If economic conditions deteriorate, these loans would be more vulnerable to ratings downgrades which could create problems for loan managers.
"Loan investors remain concerned with potential downgrades and companies at risk of missing estimates, both of which could lead to higher defaults," said Art de Pena, head of loan syndicate and distribution at Mitsubishi UFJ Financial Group 8306.T.
The dwindling investor appetite for the riskiest loans is making it more difficult for banks which mostly seek to sell on the loans once they are originated.
Representatives for the three banks declined to comment.
Leveraged loans, unlike bonds, have a floating interest rate, which is less attractive in a falling interest rate environment. Junk bonds, in contrast, have been immune from the loan market’s malaise because they are fixed-rate instruments.
Junk-rated bond issuance is up around 20% so far in 2019, driven by falling U.S. interest rates and the move out of loans.
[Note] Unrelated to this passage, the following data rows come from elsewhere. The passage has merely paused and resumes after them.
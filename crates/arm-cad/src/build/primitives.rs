//! Primitive factories
//!
//! Each factory creates one solid at a canonical placement. Labelled
//! primitives are wrapped in a compound carrying the label, so the caller can
//! place the group without disturbing the centering offset inside it.

use glam::DVec3;
use uuid::Uuid;

use super::{BuildError, BuildResult, require_positive};
use crate::document::{Document, ObjectKind};
use crate::kernel::ShapeDef;
use crate::math::Placement;

/// Wrap `inner` in a compound named and labelled `label`
fn wrap_in_compound(doc: &mut Document, inner: Uuid, label: &str) -> BuildResult<Uuid> {
    let compound = doc.add_object(
        label,
        ObjectKind::Compound { links: vec![inner] },
        Placement::IDENTITY,
    )?;
    doc.set_label(compound, label)?;
    Ok(compound)
}

/// Cylinder of `radius` standing on its base disc at `position`
pub fn create_cylinder(
    doc: &mut Document,
    height: f64,
    radius: f64,
    position: DVec3,
) -> BuildResult<Uuid> {
    require_positive("cylinder height", height)?;
    require_positive("cylinder radius", radius)?;
    Ok(doc.add_object(
        "Cylinder",
        ObjectKind::Cylinder { radius, height },
        Placement::from_translation(position),
    )?)
}

/// Box centered in X and Y on the origin, resting on Z = 0
///
/// The box sits at `(-length/2, -width/2, 0)` inside a compound named `label`;
/// the compound is returned.
pub fn create_centered_rectangle(
    doc: &mut Document,
    length: f64,
    width: f64,
    height: f64,
    label: &str,
) -> BuildResult<Uuid> {
    require_positive("rectangle length", length)?;
    require_positive("rectangle width", width)?;
    require_positive("rectangle height", height)?;

    let cube = doc.add_object(
        "CenteredRectangle",
        ObjectKind::Box {
            length,
            width,
            height,
        },
        Placement::from_translation(DVec3::new(-length / 2.0, -width / 2.0, 0.0)),
    )?;
    let compound = wrap_in_compound(doc, cube, label)?;
    doc.recompute()?;
    Ok(compound)
}

/// Wall with a sloped top, centered in X and Y like a centered rectangle
pub fn create_sloped_wall(
    doc: &mut Document,
    length: f64,
    height: f64,
    width: f64,
    slope_deg: f64,
    offset_length: f64,
    label: &str,
) -> BuildResult<Uuid> {
    let wall = doc.add_object(
        "SlopedWallInternal",
        ObjectKind::Feature {
            shape: ShapeDef::SlopedWall {
                length,
                height,
                width,
                slope_deg,
                offset_length,
            },
        },
        Placement::from_translation(DVec3::new(-length / 2.0, -width / 2.0, 0.0)),
    )?;
    let compound = wrap_in_compound(doc, wall, label)?;
    doc.recompute()?;
    Ok(compound)
}

/// Tube along +Z at `position`; an inner radius of zero gives a solid disc
pub fn create_hollow_cylinder(
    doc: &mut Document,
    outer_radius: f64,
    inner_radius: f64,
    height: f64,
    position: DVec3,
) -> BuildResult<Uuid> {
    if inner_radius >= outer_radius {
        return Err(BuildError::InvalidParameter(format!(
            "inner radius {inner_radius} must be smaller than outer radius {outer_radius}"
        )));
    }
    if inner_radius < 0.0 {
        return Err(BuildError::InvalidParameter(format!(
            "inner radius {inner_radius} must not be negative"
        )));
    }
    require_positive("hollow cylinder height", height)?;

    Ok(doc.add_object(
        "HollowCylinder",
        ObjectKind::Feature {
            shape: ShapeDef::HollowCylinder {
                outer_radius,
                inner_radius,
                height,
            },
        },
        Placement::from_translation(position),
    )?)
}

/// Circle sector from 0 to `angle_deg`, extruded symmetrically about Z = 0
pub fn create_extruded_circle_sector(
    doc: &mut Document,
    radius: f64,
    angle_deg: f64,
    height: f64,
) -> BuildResult<Uuid> {
    Ok(doc.add_object(
        "ExtrudedSector",
        ObjectKind::Feature {
            shape: ShapeDef::CircleSector {
                radius,
                angle_deg,
                height,
            },
        },
        Placement::from_translation(DVec3::new(0.0, 0.0, -height / 2.0)),
    )?)
}

/// Equilateral triangle prism with its centroid on the Z axis
pub fn create_centered_triangle(
    doc: &mut Document,
    side: f64,
    height: f64,
    label: &str,
) -> BuildResult<Uuid> {
    let triangle = doc.add_object(
        "CenteredTriangle",
        ObjectKind::Feature {
            shape: ShapeDef::Triangle { side, height },
        },
        Placement::IDENTITY,
    )?;
    let compound = wrap_in_compound(doc, triangle, label)?;
    doc.recompute()?;
    Ok(compound)
}

#[cfg(test)]
mod tests {
    use super::*;
    use crate::document::DocumentError;
    use crate::kernel::CadError;
    use crate::math::Aabb;
    use approx::assert_relative_eq;

    #[test]
    fn test_centered_rectangle_bounds() {
        let mut doc = Document::new("test");
        let rect = create_centered_rectangle(&mut doc, 10.0, 20.0, 14.0, "Barrier").unwrap();
        let b = doc.bounds(rect).unwrap();
        assert_eq!(b, Aabb::new(DVec3::new(-5.0, -10.0, 0.0), DVec3::new(5.0, 10.0, 14.0)));
        assert_eq!(doc.object(rect).unwrap().label, "Barrier");
        assert_eq!(doc.object(rect).unwrap().kind.type_name(), "Compound");
    }

    #[test]
    fn test_centered_rectangle_placement_moves_group() {
        let mut doc = Document::new("test");
        let rect = create_centered_rectangle(&mut doc, 8.5, 24.0, 50.0, "Pocket").unwrap();
        doc.set_placement(rect, Placement::from_translation(DVec3::new(72.5, 0.0, 0.0)))
            .unwrap();
        doc.recompute().unwrap();
        let b = doc.bounds(rect).unwrap();
        assert_relative_eq!(b.center().x, 72.5, epsilon = 1e-9);
        assert_relative_eq!(b.center().y, 0.0, epsilon = 1e-9);
        assert_relative_eq!(b.min.z, 0.0, epsilon = 1e-9);
    }

    #[test]
    fn test_rectangle_rejects_zero_dimension() {
        let mut doc = Document::new("test");
        assert!(matches!(
            create_centered_rectangle(&mut doc, 0.0, 1.0, 1.0, "Bad"),
            Err(BuildError::InvalidParameter(_))
        ));
        assert!(doc.is_empty());
    }

    #[test]
    fn test_hollow_cylinder_inner_must_be_smaller() {
        let mut doc = Document::new("test");
        let err = create_hollow_cylinder(&mut doc, 10.0, 10.0, 5.0, DVec3::ZERO);
        assert!(matches!(err, Err(BuildError::InvalidParameter(_))));

        let disc = create_hollow_cylinder(&mut doc, 69.0, 0.0, 10.0, DVec3::new(0.0, 0.0, 40.0))
            .unwrap();
        doc.recompute().unwrap();
        let b = doc.bounds(disc).unwrap();
        assert_eq!(b.min, DVec3::new(-69.0, -69.0, 40.0));
        assert_eq!(b.max, DVec3::new(69.0, 69.0, 50.0));
    }

    #[test]
    fn test_sloped_wall_is_centered() {
        let mut doc = Document::new("test");
        let wall = create_sloped_wall(&mut doc, 50.0, 86.0, 102.0, 70.0, 16.0, "Sloped Wall")
            .unwrap();
        let object = doc.object(wall).unwrap();
        assert_eq!(object.name, "Sloped_Wall");
        assert_eq!(object.label, "Sloped Wall");
        let b = doc.bounds(wall).unwrap();
        assert_eq!(b.min, DVec3::new(-25.0, -51.0, 0.0));
        assert_eq!(b.max, DVec3::new(25.0, 51.0, 86.0));
    }

    #[test]
    fn test_sector_is_centered_on_z() {
        let mut doc = Document::new("test");
        let sector = create_extruded_circle_sector(&mut doc, 10.0, 90.0, 6.0).unwrap();
        doc.recompute().unwrap();
        let b = doc.bounds(sector).unwrap();
        assert_relative_eq!(b.min.z, -3.0);
        assert_relative_eq!(b.max.z, 3.0);
    }

    #[test]
    fn test_invalid_sector_fails_on_recompute() {
        let mut doc = Document::new("test");
        create_extruded_circle_sector(&mut doc, 10.0, 0.0, 6.0).unwrap();
        assert!(matches!(
            doc.recompute(),
            Err(DocumentError::Recompute {
                source: CadError::InvalidParameter(_),
                ..
            })
        ));
    }

    #[test]
    fn test_triangle_compound() {
        let mut doc = Document::new("test");
        let tri = create_centered_triangle(&mut doc, 6.0, 2.0, "Compound").unwrap();
        let b = doc.bounds(tri).unwrap();
        assert_relative_eq!(b.center().x, 0.0, epsilon = 1e-9);
        assert_relative_eq!(b.size().z, 2.0, epsilon = 1e-9);
    }
}
//! First joint printed as a single piece

use arm_cad::Document;
use arm_cad::build::{HoleSpec, create_centered_rectangle, create_cylinder, cut, join_parts, make_hole};
use arm_cad::math::RadialPattern;
use glam::DVec3;
use uuid::Uuid;

use super::Recipe;
use super::common::{
    HOLDER_HEIGHT, HOLDER_WALL, HOLDER_WIDTH, TOOL_LABEL, joint_holder_shell, place, wall_axis,
};
use crate::constants::{BEARING_OUTER_DIAMETER, MOTOR_BOSS_RADIUS, MOTOR_HOLE_CIRCLE_RADIUS};
use crate::{DesignParams, RecipeResult};

const INITIAL_HEIGHT: f64 = 50.0;
const BASE_RADIUS: f64 = 95.0;
const BASE_HEIGHT: f64 = 5.0;
/// Distance of each holder from the joint axis
const HOLDER_OFFSET: f64 = 50.0;

/// Base plate with the stepper holder and the opposite shaft bearing holder fused on
#[derive(Debug, Clone, Copy, Default)]
pub struct FirstJointOnePiece;

impl Recipe for FirstJointOnePiece {
    fn name(&self) -> &'static str {
        "first-joint-one-piece"
    }

    fn description(&self) -> &'static str {
        "First joint base, motor holder and shaft holder fused into one part"
    }

    fn build(&self, doc: &mut Document, params: &DesignParams) -> RecipeResult<Vec<Uuid>> {
        let base = keyed_plate(doc, params)?;
        let motor = motor_holder(doc, params)?;
        let shaft = shaft_holder(doc, params)?;

        doc.set_label(base, "Base For First Joint")?;
        doc.set_label(motor, "Motor Holder For First Joint")?;
        doc.set_label(shaft, "Shaft Holder For First Joint")?;

        let part = join_parts(doc, base, motor)?;
        let part = join_parts(doc, part, shaft)?;
        doc.recompute()?;
        Ok(vec![part])
    }
}

fn motor_axis_z() -> f64 {
    INITIAL_HEIGHT + HOLDER_HEIGHT / 2.0 + BASE_HEIGHT
}

fn keyed_plate(doc: &mut Document, params: &DesignParams) -> RecipeResult<Uuid> {
    let shaft_radius = 7.0 + params.tolerance;
    let plate = create_cylinder(
        doc,
        BASE_HEIGHT,
        BASE_RADIUS,
        DVec3::new(0.0, 0.0, INITIAL_HEIGHT),
    )?;
    let bore = HoleSpec::new(shaft_radius * 2.0, params.hole_inf, DVec3::ZERO).through();
    let plate = make_hole(doc, plate, &bore)?;

    let key_width = 5.0 + params.tolerance / 2.5;
    let key = create_centered_rectangle(doc, key_width, key_width, params.hole_inf, TOOL_LABEL)?;
    place(doc, key, DVec3::new(-shaft_radius - key_width / 3.0, 0.0, 0.0), 0.0)?;
    Ok(cut(doc, plate, key)?)
}

fn motor_holder(doc: &mut Document, params: &DesignParams) -> RecipeResult<Uuid> {
    let mut holder = joint_holder_shell(doc, params)?;
    place(
        doc,
        holder,
        DVec3::new(0.0, HOLDER_OFFSET, INITIAL_HEIGHT + BASE_HEIGHT),
        90.0,
    )?;

    let ring = RadialPattern::new(4);
    for slot in ring.with_phase(ring.step() / 2.0).slots() {
        let p = slot.at(MOTOR_HOLE_CIRCLE_RADIUS);
        let hole = HoleSpec::new(
            params.motor_hole_diameter(),
            params.hole_inf,
            DVec3::new(p.x, 0.0, p.y + motor_axis_z()),
        )
        .rotated(wall_axis())
        .through();
        holder = make_hole(doc, holder, &hole)?;
    }

    let shaft = HoleSpec::new(
        MOTOR_BOSS_RADIUS * 2.0,
        params.hole_inf,
        DVec3::new(0.0, 0.0, motor_axis_z()),
    )
    .rotated(wall_axis())
    .through();
    Ok(make_hole(doc, holder, &shaft)?)
}

/// Mirror of the motor holder carrying the bearing for the far shaft end
fn shaft_holder(doc: &mut Document, params: &DesignParams) -> RecipeResult<Uuid> {
    let holder = joint_holder_shell(doc, params)?;
    place(
        doc,
        holder,
        DVec3::new(0.0, -HOLDER_OFFSET, INITIAL_HEIGHT + BASE_HEIGHT),
        -90.0,
    )?;

    let bearing_outer_radius = BEARING_OUTER_DIAMETER / 2.0 + params.tolerance;
    let bearing = HoleSpec::new(
        bearing_outer_radius * 2.0,
        params.hole_inf,
        DVec3::new(0.0, 0.0, motor_axis_z()),
    )
    .rotated(wall_axis())
    .through();
    let holder = make_hole(doc, holder, &bearing)?;

    // Backing plate behind the bearing
    let backing = create_centered_rectangle(
        doc,
        HOLDER_WALL,
        HOLDER_WIDTH + params.tolerance,
        HOLDER_HEIGHT,
        TOOL_LABEL,
    )?;
    place(
        doc,
        backing,
        DVec3::new(0.0, -HOLDER_OFFSET + 13.0, INITIAL_HEIGHT + BASE_HEIGHT),
        90.0,
    )?;
    Ok(join_parts(doc, holder, backing)?)
}

#[cfg(test)]
mod tests {
    use super::*;
    use approx::assert_relative_eq;

    #[test]
    fn test_one_piece_envelope() {
        let mut doc = Document::new("joint");
        let parts = FirstJointOnePiece
            .build(&mut doc, &DesignParams::default())
            .unwrap();
        assert_eq!(parts.len(), 1);

        let b = doc.bounds(parts[0]).unwrap();
        assert_relative_eq!(b.min.z, 50.0, epsilon = 1e-9);
        assert_relative_eq!(b.max.z, 55.0 + HOLDER_HEIGHT, epsilon = 1e-9);
        // Both holders stay inside the plate footprint
        assert_relative_eq!(b.max.y, 95.0, epsilon = 1e-9);
        assert_relative_eq!(b.min.y, -95.0, epsilon = 1e-9);
    }

    #[test]
    fn test_one_piece_labels() {
        let mut doc = Document::new("joint");
        FirstJointOnePiece
            .build(&mut doc, &DesignParams::default())
            .unwrap();
        assert!(doc.find_by_label("Base For First Joint").is_some());
        assert!(doc.find_by_label("Motor Holder For First Joint").is_some());
        assert!(doc.find_by_label("Shaft Holder For First Joint").is_some());
    }

    #[test]
    fn test_bearing_bore_uses_tolerance() {
        let mut doc = Document::new("joint");
        FirstJointOnePiece
            .build(&mut doc, &DesignParams::default())
            .unwrap();
        let bore = doc
            .objects()
            .filter(|o| o.name.starts_with("Hole"))
            .last()
            .unwrap();
        assert!(matches!(
            bore.kind,
            arm_cad::ObjectKind::Cylinder { radius, .. } if (radius - 11.5).abs() < 1e-12
        ));
    }
}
But for companies in search of cash, this has not been enough to offset the junk-rated loan slump.
In recent leveraged buyouts such as for art auction house Sotheby's and welding and valves manufacturer Colfax Corp CFX.N, banks have had to adjust terms to attract buyers for the debt. This includes, for example, restricting a borrower's ability to pay dividends or spin off a business.
“We would not even look at B3/B- new issue loans unless pricing is Libor +400 or more, whereas last year deals were routinely getting done at Libor +350 or +375,” said Akhter. Libor is a benchmark rate for trillions of dollars of debt.
In credit rating rankings, debt rated B3/B- is deemed speculative grade and is seen as more vulnerable to adverse conditions.
Investors are also becoming more skeptical about the anticipated improvements to a business’ cash flow, which in the recent past has allowed private equity owners to load up companies they buy with more debt.
COLLATERALIZED LOAN OBLIGATIONS
Investors shunning the riskiest corporate loans are managers of collateralized loan obligations (CLOs). These are funds which buy the loans, package them and then sell different pieces to investors based on risk appetite.
The CLO managers are reluctant to buy loans rated B3/B- because these would be downgraded by credit rating agencies to “C” in a recession.
CLOs typically have a cap on how much C-rated debt they can hold equivalent to 7.5% of their total assets. If CLOs exceed this limit, they can be forced to take losses on their books, creating an incentive to sell under-performing loans.
The pressure is on, given that more than 18% of the CLO market’s exposure was in B-rated loans at the end of June 2019, more than double at the end of 2017, according to S&P Global.
A loan sell-off by CLOs could further restrict the provision of junk-rated loans by banks, which would face the prospect of more debt stuck on their books, credit investors said.
“The most important risk is liquidity risk,” said Michael Terwilliger, portfolio manager at Resource Credit Income Fund.